From the very first line down to the line containing "a decoder are", write out the material exactly as it appears, and no more.

==*==

impl Segment {
    /// Create an unnumbered segment from a typed body. Raw bodies have no
    /// kind of their own, use [`Segment::raw`] for them.
    pub fn new(body: SegmentBody) -> Self {
        Segment {
            header: SegmentHeader {
                kind: body.kind().unwrap_or_default().to_string(),
                number: 0,
                version: body.default_version().unwrap_or(1),
                reference: None,
            },
            body,
        }
    }

    /// Segment of an arbitrary kind with verbatim groups.
    pub fn raw(kind: &str, number: u32, version: u32, groups: Vec<DataGroup>) -> Self {
        Segment {
            header: SegmentHeader {
                kind: kind.to_string(),
                number,
                version,
                reference: None,
            },
            body: SegmentBody::Raw(groups),
        }
    }

    pub fn with_number(mut self, number: u32) -> Self {
        self.header.number = number;
        self
    }

    pub fn with_version(mut self, version: u32) -> Self {
        self.header.version = version;
        self
    }

    pub fn kind(&self) -> &str {
        &self.header.kind
    }

    pub fn number(&self) -> u32 {
        self.header.number
    }

    pub fn version(&self) -> u32 {
        self.header.version
    }

    pub fn reference(&self) -> Option<u32> {
        self.header.reference
    }

    /// Typed view of the payload.
    pub fn typed<T: SegmentType>(&self) -> Option<&T> {
        T::from_body(&self.body)
    }

    /// Groups of a raw segment.
    pub fn raw_groups(&self) -> Option<&[DataGroup]> {
        match &self.body {
            SegmentBody::Raw(groups) => Some(groups),
            _ => None,
        }
    }

    /// Encode with the number already in the header.
    pub fn encode(&self) -> Result<String> {
        encode_segment(self, self.header.number)
    }

    /// Build a segment from tokenized groups. Known kinds with a decoder are
    /// decoded, everything else is kept raw.
    pub(crate) fn from_groups(mut groups: Vec<DataGroup>) -> Result<Self> {
        if groups.is_empty() {
            return Err(Error::malformed(0, "empty segment"));
        }
        let header = SegmentHeader::from_group(&groups[0])?;
        let payload = groups.split_off(1);

        let body = match codec(&header.kind) {
            Some(codec) if codec.decodes => {
                let fields = Fields::new(codec.kind, &payload);
                (codec.decode)(&fields, header.version)?
            }
            _ => SegmentBody::Raw(payload),
        };

        Ok(Segment { header, body })
    }
}

/// Encode `segment` as wire text, numbered `number`.
pub fn encode_segment(segment: &Segment, number: u32) -> Result<String> {
    let mut groups = vec![segment.header.to_group(number)];
    groups.extend(segment.body.encode(segment.header.version)?);
    Ok(wire::encode_groups(&groups))
}

/// Decode wire text holding exactly one segment.
///
/// Kinds the client only ever sends fail with
/// [`Error::UnsupportedDirection`]; unknown kinds decode to a raw segment.
pub fn decode_segment(text: &str) -> Result<Segment> {
    let mut segments = wire::split_segments(text)?;
    if segments.len() != 1 {
        return Err(Error::malformed(
            0,
            format!("expected one segment, found {}", segments.len()),
        ));
    }
    let groups = segments.remove(0);
    let kind = groups
        .first()
        .and_then(|header| header.first())
        .map(|kind| kind.as_str().to_string())
        .unwrap_or_default();

    if let Some(codec) = codec(&kind) {
        if !codec.decodes {
            return Err(Error::unsupported(&kind, Direction::Decode));
        }
    }
    Segment::from_groups(groups)
}

/// Read access to the data element groups of a segment, header excluded.
pub struct Fields<'a> {
    kind: &'a str,
    groups: &'a [DataGroup],
}

impl<'a> Fields<'a> {
    pub fn new(kind: &'a str, groups: &'a [DataGroup]) -> Self {
        Fields { kind, groups }
    }

    pub fn kind(&self) -> &'a str {
        self.kind
    }

    pub fn len(&self) -> usize {
        self.groups.len()
    }

    pub fn is_empty(&self) -> bool {
        self.groups.is_empty()
    }

    pub fn groups(&self) -> &'a [DataGroup] {
        self.groups
    }

    /// Elements of group `group`, empty when the group is absent.
    pub fn group(&self, group: usize) -> &'a [DataElement] {
        self.groups.get(group).map(Vec::as_slice).unwrap_or(&[])
    }

    /// Element value, empty when absent.
    pub fn text(&self, group: usize, element: usize) -> &'a str {
        self.group(group)
            .get(element)
            .map(DataElement::as_str)
            .unwrap_or("")
    }

    pub fn optional(&self, group: usize, element: usize) -> Option<String> {
        non_empty(self.text(group, element))
    }

    pub fn required(&self, group: usize, element: usize, field: &str) -> Result<String> {
        self.optional(group, element)
            .ok_or_else(|| self.error(format!("missing {}", field)))
    }

    pub fn number<T: FromStr>(&self, group: usize, element: usize, field: &str) -> Result<T> {
        self.optional_number(group, element, field)?
            .ok_or_else(|| self.error(format!("missing {}", field)))
    }

    pub fn optional_number<T: FromStr>(
        &self,
        group: usize,
        element: usize,
        field: &str,
    ) -> Result<Option<T>> {
        parse_number(self.kind, self.text(group, element), field)
    }

    pub fn date(&self, group: usize, element: usize, field: &str) -> Result<Option<NaiveDate>> {
        parse_date(self.kind, self.text(group, element), field)
    }

    pub fn time(&self, group: usize, element: usize, field: &str) -> Result<Option<NaiveTime>> {
        let value = self.text(group, element);
        if value.is_empty() {
            return Ok(None);
        }
        if value.len() != 6 {
            return Err(self.error(format!("{} must have 6 digits", field)));
        }
        NaiveTime::parse_from_str(value, TIME_FORMAT)
            .map(Some)
            .map_err(|_| self.error(format!("invalid {} {}", field, value)))
    }

    pub fn flag(&self, group: usize, element: usize, field: &str) -> Result<Option<bool>> {
        parse_flag(self.kind, self.text(group, element), field)
    }

    pub fn error(&self, reason: impl Into<String>) -> Error {
        Error::unparseable(self.kind, reason)
    }
}

pub(crate) fn non_empty(value: &str) -> Option<String> {
    if value.is_empty() {
        None
    } else {
        Some(value.to_string())
    }
}

pub(crate) fn parse_number<T: FromStr>(kind: &str, value: &str, field: &str) -> Result<Option<T>> {
    if value.is_empty() {
        return Ok(None);
    }
    value
        .parse()
        .map(Some)
        .map_err(|_| Error::unparseable(kind, format!("invalid {} {}", field, value)))
}

pub(crate) fn parse_date(kind: &str, value: &str, field: &str) -> Result<Option<NaiveDate>> {
    if value.is_empty() {
        return Ok(None);
    }
    if value.len() != 8 || !value.bytes().all(|b| b.is_ascii_digit()) {
        return Err(Error::unparseable(kind, format!("{} must have 8 digits", field)));
    }
    NaiveDate::parse_from_str(value, DATE_FORMAT)
        .map(Some)
        .map_err(|_| Error::unparseable(kind, format!("invalid {} {}", field, value)))
}

pub(crate) fn parse_flag(kind: &str, value: &str, field: &str) -> Result<Option<bool>> {
    match value {
        "" => Ok(None),
        "J" => Ok(Some(true)),
        "N" => Ok(Some(false)),
        other => Err(Error::unparseable(kind, format!("invalid {} flag {}", field, other))),
    }
}

/// Element builders used by the segment encoders.
pub(crate) mod elements {
    use chrono::{NaiveDate, NaiveTime};
    use std::fmt::Display;

    use super::{DATE_FORMAT, TIME_FORMAT};
    use crate::wire::DataElement;

    pub fn text(value: impl AsRef<str>) -> DataElement {
        DataElement::Text(value.as_ref().to_string())
    }

    pub fn optional(value: Option<&String>) -> DataElement {
        DataElement::Text(value.cloned().unwrap_or_default())
    }

    pub fn empty() -> DataElement {
        DataElement::Text(String::new())
    }

    pub fn number(value: impl Display) -> DataElement {
        DataElement::Text(value.to_string())
    }

    pub fn date(value: NaiveDate) -> DataElement {
        DataElement::Text(value.format(DATE_FORMAT).to_string())
    }

    pub fn optional_date(value: Option<NaiveDate>) -> DataElement {
        value.map_or_else(empty, date)
    }

    pub fn time(value: NaiveTime) -> DataElement {
        DataElement::Text(value.format(TIME_FORMAT).to_string())
    }

    pub fn flag(value: bool) -> DataElement {
        text(if value { "J" } else { "N" })
    }

    pub fn binary(value: impl Into<String>) -> DataElement {
        DataElement::Binary(value.into())
    }
}

#[cfg(test)]
mod tests {
    use super::*;
    use pretty_assertions::assert_eq;

    #[test]
    fn test_registry_lookup() {
        let hkkaz = codec("HKKAZ").unwrap();
        assert!(hkkaz.encodes);
        assert!(!hkkaz.decodes);
        assert_eq!(hkkaz.versions, &[5, 6, 7]);

        let hispa = codec("HISPA").unwrap();
        assert!(!hispa.encodes);
        assert!(hispa.decodes);

        assert!(codec("HIUPD").is_none());
    }

    #[test]
    fn test_unknown_kind_decodes_raw() {
        let segment = decode_segment("HIUPD:6:6:4+1234567::280:10020030+DE00+1+EUR'").unwrap();
        assert_eq!(segment.kind(), "HIUPD");
        assert_eq!(segment.number(), 6);
        assert_eq!(segment.reference(), Some(4));
        let groups = segment.raw_groups().unwrap();
        assert_eq!(groups.len(), 4);
        assert_eq!(groups[3], vec![DataElement::Text("EUR".into())]);
    }

    #[test]
    fn test_raw_segment_round_trip() {
        let wire = "HIUPD:6:6:4+1234567::280:10020030+DE00+1+EUR'";
        let segment = decode_segment(wire).unwrap();
        assert_eq!(segment.encode().unwrap(), wire);
    }

    #[test]
    fn test_send_only_kind_refuses_decoding() {
        let result = decode_segment("HKEND:3:1+4711'");
        assert!(matches!(
            result,
            Err(Error::UnsupportedDirection { ref kind, direction: Direction::Decode }) if kind == "HKEND"
        ));
    }

    #[test]
    fn test_receive_only_kind_refuses_encoding() {
        let segment = decode_segment("HISYN:4:4:5+sys?+id'").unwrap();
        let result = encode_segment(&segment, 4);
        assert!(matches!(
            result,
            Err(Error::UnsupportedDirection { direction: Direction::Encode, .. })
        ));
    }

    #[test]
    fn test_invalid_header_number() {
        let result = decode_segment("HIRMG:x:2+0010::ok'");
        assert!(matches!(result, Err(Error::Unparseable { .. })));
    }

    #[test]
    fn test_fields_parse_dates_and_flags() {
        let groups = vec![
            vec![DataElement::Text("20200131".into())],
            vec![DataElement::Text("2020013".into())],
            vec![DataElement::Text("J".into()), DataElement::Text("X".into())],
        ];
        let fields = Fields::new("HKKAZ", &groups);
        assert_eq!(
            fields.date(0, 0, "end date").unwrap(),
            NaiveDate::from_ymd_opt(2020, 1, 31)
        );
        assert!(fields.date(1, 0, "start date").is_err());
        assert_eq!(fields.flag(2, 0, "all accounts").unwrap(), Some(true));
        assert!(fields.flag(2, 1, "all accounts").is_err());
        assert_eq!(fields.date(5, 0, "missing").unwrap(), None);
    }
}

==*==

● SOLUTION FOR THIS EXERCISE
impl Segment {
    /// Create an unnumbered segment from a typed body. Raw bodies have no
    /// kind of their own, use [`Segment::raw`] for them.
    pub fn new(body: SegmentBody) -> Self {
        Segment {
            header: SegmentHeader {
                kind: body.kind().unwrap_or_default().to_string(),
                number: 0,
                version: body.default_version().unwrap_or(1),
                reference: None,
            },
            body,
        }
    }

    /// Segment of an arbitrary kind with verbatim groups.
    pub fn raw(kind: &str, number: u32, version: u32, groups: Vec<DataGroup>) -> Self {
        Segment {
            header: SegmentHeader {
                kind: kind.to_string(),
                number,
                version,
                reference: None,
            },
            body: SegmentBody::Raw(groups),
        }
    }

    pub fn with_number(mut self, number: u32) -> Self {
        self.header.number = number;
        self
    }

    pub fn with_version(mut self, version: u32) -> Self {
        self.header.version = version;
        self
    }

    pub fn kind(&self) -> &str {
        &self.header.kind
    }

    pub fn number(&self) -> u32 {
        self.header.number
    }

    pub fn version(&self) -> u32 {
        self.header.version
    }

    pub fn reference(&self) -> Option<u32> {
        self.header.reference
    }

    /// Typed view of the payload.
    pub fn typed<T: SegmentType>(&self) -> Option<&T> {
        T::from_body(&self.body)
    }

    /// Groups of a raw segment.
    pub fn raw_groups(&self) -> Option<&[DataGroup]> {
        match &self.body {
            SegmentBody::Raw(groups) => Some(groups),
            _ => None,
        }
    }

    /// Encode with the number already in the header.
    pub fn encode(&self) -> Result<String> {
        encode_segment(self, self.header.number)
    }

    /// Build a segment from tokenized groups. Known kinds with a decoder are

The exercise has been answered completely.